The problem: Would you give the records below again, exactly and completely?

Segment Start: Extracted records

use std::collections::BTreeMap;

use serde::Serialize;
use tera::{Context, Tera};

use crate::errors::MergeError;
use crate::recipients::Recipient;

static EMAIL_TEMPLATE: &str = include_str!("../../templates/email.html.tera");
pub static DEFAULT_SUBJECT: &str = "Your allocated interview timeslot";

// registered with an `.html` suffix so Tera escapes recipient values
const HTML_TEMPLATE_NAME: &str = "email.html";
const SUBJECT_TEMPLATE_NAME: &str = "subject.txt";

/// A message ready to be handed to the mailer
#[derive(Serialize, Debug, Clone, PartialEq, Eq)]
pub struct ComposedEmail {
    pub to: String,
    pub name: String,
    pub subject: String,
    pub html: String,
}

#[derive(Serialize)]
struct MergeContext<'a> {
    recipient: &'a BTreeMap<String, String>,
    name: &'a str,
    email: &'a str,
    body: &'a str,
    vars: &'a BTreeMap<String, String>,
    today: String,
}

/// The compiled HTML and subject templates plus the extra variables shared by every recipient
pub struct MergeTemplate {
    tera: Tera,
    vars: BTreeMap<String, String>,
}

impl MergeTemplate {
    /// Compiles the templates; `html_template` replaces the built-in one when given
    pub fn new(
        html_template: Option<&str>,
        subject_template: &str,
        vars: BTreeMap<String, String>,
    ) -> Result<Self, MergeError> {
        let mut tera = Tera::default();
        tera.add_raw_templates(vec![
            (HTML_TEMPLATE_NAME, html_template.unwrap_or(EMAIL_TEMPLATE)),
            (SUBJECT_TEMPLATE_NAME, subject_template),
        ])?;
        Ok(MergeTemplate { tera, vars })
    }

    /// The built-in template with the default subject and no extra variables
    pub fn with_defaults() -> Result<Self, MergeError> {
        Self::new(None, DEFAULT_SUBJECT, BTreeMap::new())
    }

    pub fn render(&self, recipient: &Recipient, body_html: &str) -> Result<ComposedEmail, MergeError> {
        let context = Context::from_serialize(MergeContext {
            recipient: &recipient.fields,
            name: &recipient.name,
            email: &recipient.email,
            body: body_html,
            vars: &self.vars,
            today: chrono::Local::now().format("%d %B %Y").to_string(),
        })?;

        let html = self.tera.render(HTML_TEMPLATE_NAME, &context)?;
        let subject = self.tera.render(SUBJECT_TEMPLATE_NAME, &context)?;
        Ok(ComposedEmail {
            to: recipient.email.clone(),
            name: recipient.name.clone(),
            // a subject must stay on one line
            subject: subject.lines().map(str::trim).collect::<Vec<_>>().join(" ").trim().to_string(),
            html,
        })
    }
}

#[cfg(test)]
mod tests {
    use super::*;

    fn recipient() -> Recipient {
        Recipient {
            row: 2,
            name: "Tan <Wei>".into(),
            email: "wei@example.com".into(),
            fields: BTreeMap::from([
                ("name".to_string(), "Tan <Wei>".to_string()),
                ("email".to_string(), "wei@example.com".to_string()),
                ("time".to_string(), "14:30".to_string()),
            ]),
        }
    }

    #[test]
    fn default_template_reproduces_the_invitation() {
        let template = MergeTemplate::with_defaults().unwrap();
        let email = template
            .render(&recipient(), r#"<span style="">See you!</span><br>"#)
            .unwrap();
        assert_eq!(email.to, "wei@example.com");
        assert_eq!(email.subject, DEFAULT_SUBJECT);
        assert!(email.html.starts_with("Dear Tan &lt;Wei&gt;,<br><br>"));
        assert!(email.html.contains("<b>NTU Heritage Club Recruitment Drive 2024!</b>"));
        assert!(email.html.contains("Date:<b>26th August 2024</b><br>"));
        assert!(email.html.contains("Timeslot:<b>14:30</b><br>"));
        assert!(email.html.contains("Venue: <b> NS TR+3 </b>for registration"));
        assert!(email.html.contains(r#"<span style="">See you!</span><br>"#));
    }

    #[test]
    fn vars_override_event_details() {
        let vars = BTreeMap::from([
            ("venue".to_string(), "LT1".to_string()),
            ("date".to_string(), "1st September 2024".to_string()),
        ]);
        let template =
            MergeTemplate::new(None, "Interview at {{ vars.venue }} for {{ name }}", vars).unwrap();
        let email = template.render(&recipient(), "").unwrap();
        assert!(email.html.contains("Venue: <b> LT1 </b>"));
        assert!(email.html.contains("Date:<b>1st September 2024</b>"));
        // subjects are not html-escaped
        assert_eq!(email.subject, "Interview at LT1 for Tan <Wei>");
    }

    #[test]
    fn custom_template_sees_every_column() {
        let template = MergeTemplate::new(
            Some("{{ recipient.email }} / {{ recipient.time }} / {{ email }}"),
            "{{ name }}\n  again",
            BTreeMap::new(),
        )
        .unwrap();
        let email = template.render(&recipient(), "").unwrap();
        assert_eq!(email.html, "wei@example.com / 14:30 / wei@example.com");
        assert_eq!(email.subject, "Tan <Wei> again");
    }

    #[test]
    fn invalid_template_is_an_error() {
        assert!(MergeTemplate::new(Some("{{ unclosed"), DEFAULT_SUBJECT, BTreeMap::new()).is_err())
    }
}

Segment End: Extracted records

Exercise answer:
use std::collections::BTreeMap;

use serde::Serialize;
use tera::{Context, Tera};

use crate::errors::MergeError;
use crate::recipients::Recipient;

static EMAIL_TEMPLATE: &str = include_str!("../../templates/email.html.tera");
pub static DEFAULT_SUBJECT: &str = "Your allocated interview timeslot";

// registered with an `.html` suffix so Tera escapes recipient values
const HTML_TEMPLATE_NAME: &str = "email.html";
const SUBJECT_TEMPLATE_NAME: &str = "subject.txt";

/// A message ready to be handed to the mailer
#[derive(Serialize, Debug, Clone, PartialEq, Eq)]
pub struct ComposedEmail {
    pub to: String,
    pub name: String,
    pub subject: String,
    pub html: String,
}

#[derive(Serialize)]
struct MergeContext<'a> {
    recipient: &'a BTreeMap<String, String>,
    name: &'a str,
    email: &'a str,
    body: &'a str,
    vars: &'a BTreeMap<String, String>,
    today: String,
}

/// The compiled HTML and subject templates plus the extra variables shared by every recipient
pub struct MergeTemplate {
    tera: Tera,
    vars: BTreeMap<String, String>,
}

impl MergeTemplate {
    /// Compiles the templates; `html_template` replaces the built-in one when given
    pub fn new(
        html_template: Option<&str>,
        subject_template: &str,
        vars: BTreeMap<String, String>,
    ) -> Result<Self, MergeError> {
        let mut tera = Tera::default();
        tera.add_raw_templates(vec![
            (HTML_TEMPLATE_NAME, html_template.unwrap_or(EMAIL_TEMPLATE)),
            (SUBJECT_TEMPLATE_NAME, subject_template),
        ])?;
        Ok(MergeTemplate { tera, vars })
    }

    /// The built-in template with the default subject and no extra variables
    pub fn with_defaults() -> Result<Self, MergeError> {
        Self::new(None, DEFAULT_SUBJECT, BTreeMap::new())
    }

    pub fn render(&self, recipient: &Recipient, body_html: &str) -> Result<ComposedEmail, MergeError> {
        let context = Context::from_serialize(MergeContext {
            recipient: &recipient.fields,
            name: &recipient.name,
            email: &recipient.email,
            body: body_html,
            vars: &self.vars,
            today: chrono::Local::now().format("%d %B %Y").to_string(),
        })?;

        let html = self.tera.render(HTML_TEMPLATE_NAME, &context)?;
        let subject = self.tera.render(SUBJECT_TEMPLATE_NAME, &context)?;
        Ok(ComposedEmail {
            to: recipient.email.clone(),
            name: recipient.name.clone(),
            // a subject must stay on one line
            subject: subject.lines().map(str::trim).collect::<Vec<_>>().join(" ").trim().to_string(),
            html,
        })
    }
}

#[cfg(test)]
mod tests {
    use super::*;

    fn recipient() -> Recipient {
        Recipient {
            row: 2,
            name: "Tan <Wei>".into(),
            email: "wei@example.com".into(),
            fields: BTreeMap::from([
                ("name".to_string(), "Tan <Wei>".to_string()),
                ("email".to_string(), "wei@example.com".to_string()),
                ("time".to_string(), "14:30".to_string()),
            ]),
        }
    }

    #[test]
    fn default_template_reproduces_the_invitation() {
        let template = MergeTemplate::with_defaults().unwrap();
        let email = template
            .render(&recipient(), r#"<span style="">See you!</span><br>"#)
            .unwrap();
        assert_eq!(email.to, "wei@example.com");
        assert_eq!(email.subject, DEFAULT_SUBJECT);
        assert!(email.html.starts_with("Dear Tan &lt;Wei&gt;,<br><br>"));
        assert!(email.html.contains("<b>NTU Heritage Club Recruitment Drive 2024!</b>"));
        assert!(email.html.contains("Date:<b>26th August 2024</b><br>"));
        assert!(email.html.contains("Timeslot:<b>14:30</b><br>"));
        assert!(email.html.contains("Venue: <b> NS TR+3 </b>for registration"));
        assert!(email.html.contains(r#"<span style="">See you!</span><br>"#));
    }

    #[test]
    fn vars_override_event_details() {
        let vars = BTreeMap::from([
            ("venue".to_string(), "LT1".to_string()),
            ("date".to_string(), "1st September 2024".to_string()),
        ]);
        let template =
            MergeTemplate::new(None, "Interview at {{ vars.venue }} for {{ name }}", vars).unwrap();
        let email = template.render(&recipient(), "").unwrap();
        assert!(email.html.contains("Venue: <b> LT1 </b>"));
        assert!(email.html.contains("Date:<b>1st September 2024</b>"));
        // subjects are not html-escaped
        assert_eq!(email.subject, "Interview at LT1 for Tan <Wei>");
    }

    #[test]
    fn custom_template_sees_every_column() {
        let template = MergeTemplate::new(
            Some("{{ recipient.email }} / {{ recipient.time }} / {{ email }}"),
            "{{ name }}\n  again",
            BTreeMap::new(),
        )
        .unwrap();
        let email = template.render(&recipient(), "").unwrap();
        assert_eq!(email.html, "wei@example.com / 14:30 / wei@example.com");
        assert_eq!(email.subject, "Tan <Wei> again");
    }

    #[test]
    fn invalid_template_is_an_error() {
        assert!(MergeTemplate::new(Some("{{ unclosed"), DEFAULT_SUBJECT, BTreeMap::new()).is_err())
    }
}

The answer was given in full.